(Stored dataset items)
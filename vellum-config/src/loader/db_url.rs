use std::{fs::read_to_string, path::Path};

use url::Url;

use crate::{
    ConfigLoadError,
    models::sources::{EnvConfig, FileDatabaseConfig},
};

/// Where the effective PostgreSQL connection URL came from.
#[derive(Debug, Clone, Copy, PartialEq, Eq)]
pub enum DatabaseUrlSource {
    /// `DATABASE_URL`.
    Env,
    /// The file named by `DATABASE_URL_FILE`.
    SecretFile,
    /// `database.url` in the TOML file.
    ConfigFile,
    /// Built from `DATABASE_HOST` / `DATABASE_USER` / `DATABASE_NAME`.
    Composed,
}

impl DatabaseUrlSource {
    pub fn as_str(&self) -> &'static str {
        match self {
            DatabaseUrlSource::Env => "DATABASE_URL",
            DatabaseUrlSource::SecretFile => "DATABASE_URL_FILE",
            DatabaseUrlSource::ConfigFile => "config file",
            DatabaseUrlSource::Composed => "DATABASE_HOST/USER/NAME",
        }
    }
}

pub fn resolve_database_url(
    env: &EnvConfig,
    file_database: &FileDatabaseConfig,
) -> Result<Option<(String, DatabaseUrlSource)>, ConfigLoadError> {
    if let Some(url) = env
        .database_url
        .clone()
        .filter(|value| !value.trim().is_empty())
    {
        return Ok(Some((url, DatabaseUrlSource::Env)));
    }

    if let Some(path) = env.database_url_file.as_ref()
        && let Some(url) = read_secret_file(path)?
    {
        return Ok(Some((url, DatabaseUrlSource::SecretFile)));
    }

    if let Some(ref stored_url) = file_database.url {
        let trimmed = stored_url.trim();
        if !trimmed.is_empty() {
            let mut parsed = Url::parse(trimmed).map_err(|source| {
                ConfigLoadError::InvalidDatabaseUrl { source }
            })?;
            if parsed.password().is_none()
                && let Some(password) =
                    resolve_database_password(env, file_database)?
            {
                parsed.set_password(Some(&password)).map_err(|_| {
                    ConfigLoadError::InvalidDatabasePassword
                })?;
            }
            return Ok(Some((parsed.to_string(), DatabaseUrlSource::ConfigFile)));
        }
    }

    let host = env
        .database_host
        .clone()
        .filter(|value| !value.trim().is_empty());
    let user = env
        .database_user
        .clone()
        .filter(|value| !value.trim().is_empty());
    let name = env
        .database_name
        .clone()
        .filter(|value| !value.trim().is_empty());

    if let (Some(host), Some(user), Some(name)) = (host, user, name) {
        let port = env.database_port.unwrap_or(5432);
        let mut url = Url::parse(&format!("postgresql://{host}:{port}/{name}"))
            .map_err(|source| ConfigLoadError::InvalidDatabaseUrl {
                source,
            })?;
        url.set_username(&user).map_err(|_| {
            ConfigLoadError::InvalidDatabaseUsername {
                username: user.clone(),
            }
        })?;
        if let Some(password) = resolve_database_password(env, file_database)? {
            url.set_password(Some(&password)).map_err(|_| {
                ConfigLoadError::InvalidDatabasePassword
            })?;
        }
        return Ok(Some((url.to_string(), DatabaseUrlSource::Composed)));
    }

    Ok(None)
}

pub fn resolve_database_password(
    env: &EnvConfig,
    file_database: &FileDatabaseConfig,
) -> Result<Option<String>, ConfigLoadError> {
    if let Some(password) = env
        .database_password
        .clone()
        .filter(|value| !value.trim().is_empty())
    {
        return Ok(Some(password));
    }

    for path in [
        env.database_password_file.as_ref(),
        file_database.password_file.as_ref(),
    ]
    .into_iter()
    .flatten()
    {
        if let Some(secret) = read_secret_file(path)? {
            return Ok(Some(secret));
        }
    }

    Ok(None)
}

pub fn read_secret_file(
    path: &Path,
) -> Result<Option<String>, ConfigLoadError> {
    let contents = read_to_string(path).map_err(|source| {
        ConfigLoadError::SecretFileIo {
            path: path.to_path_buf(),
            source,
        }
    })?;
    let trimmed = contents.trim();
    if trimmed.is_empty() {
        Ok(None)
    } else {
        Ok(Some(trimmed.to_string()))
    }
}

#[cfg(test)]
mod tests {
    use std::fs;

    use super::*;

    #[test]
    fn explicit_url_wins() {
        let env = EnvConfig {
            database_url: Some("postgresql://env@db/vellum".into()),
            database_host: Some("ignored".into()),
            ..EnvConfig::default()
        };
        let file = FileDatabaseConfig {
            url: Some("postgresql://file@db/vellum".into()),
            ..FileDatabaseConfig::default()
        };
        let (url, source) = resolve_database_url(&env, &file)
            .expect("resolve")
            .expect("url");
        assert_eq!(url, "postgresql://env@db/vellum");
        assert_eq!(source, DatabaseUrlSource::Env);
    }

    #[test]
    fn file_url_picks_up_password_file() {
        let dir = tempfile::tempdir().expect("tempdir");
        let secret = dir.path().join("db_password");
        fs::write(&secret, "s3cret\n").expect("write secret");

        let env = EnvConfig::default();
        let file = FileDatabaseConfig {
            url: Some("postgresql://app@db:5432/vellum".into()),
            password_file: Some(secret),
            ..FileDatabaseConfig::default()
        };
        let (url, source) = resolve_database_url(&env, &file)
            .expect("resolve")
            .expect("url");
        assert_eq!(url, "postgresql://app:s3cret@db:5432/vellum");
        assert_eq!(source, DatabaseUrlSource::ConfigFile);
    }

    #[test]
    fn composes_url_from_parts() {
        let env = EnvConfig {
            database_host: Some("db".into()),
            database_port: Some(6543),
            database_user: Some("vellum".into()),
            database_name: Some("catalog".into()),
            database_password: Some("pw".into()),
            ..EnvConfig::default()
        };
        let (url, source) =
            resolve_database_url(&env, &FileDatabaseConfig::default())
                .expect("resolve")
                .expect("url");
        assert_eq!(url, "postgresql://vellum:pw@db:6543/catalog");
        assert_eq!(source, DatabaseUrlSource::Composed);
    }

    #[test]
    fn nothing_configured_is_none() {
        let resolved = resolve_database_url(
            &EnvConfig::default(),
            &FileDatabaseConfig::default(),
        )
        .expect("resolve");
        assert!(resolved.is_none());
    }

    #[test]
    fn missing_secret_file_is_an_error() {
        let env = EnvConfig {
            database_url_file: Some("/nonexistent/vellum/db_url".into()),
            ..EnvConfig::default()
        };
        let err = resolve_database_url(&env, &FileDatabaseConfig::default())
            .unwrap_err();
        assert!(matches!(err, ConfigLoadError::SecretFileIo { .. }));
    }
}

Task goal -
Whenever the string "InvalidDatabasePassword" occurs in a line of the entries above, copy that line.

Solved problem -
                    ConfigLoadError::InvalidDatabasePassword
                ConfigLoadError::InvalidDatabasePassword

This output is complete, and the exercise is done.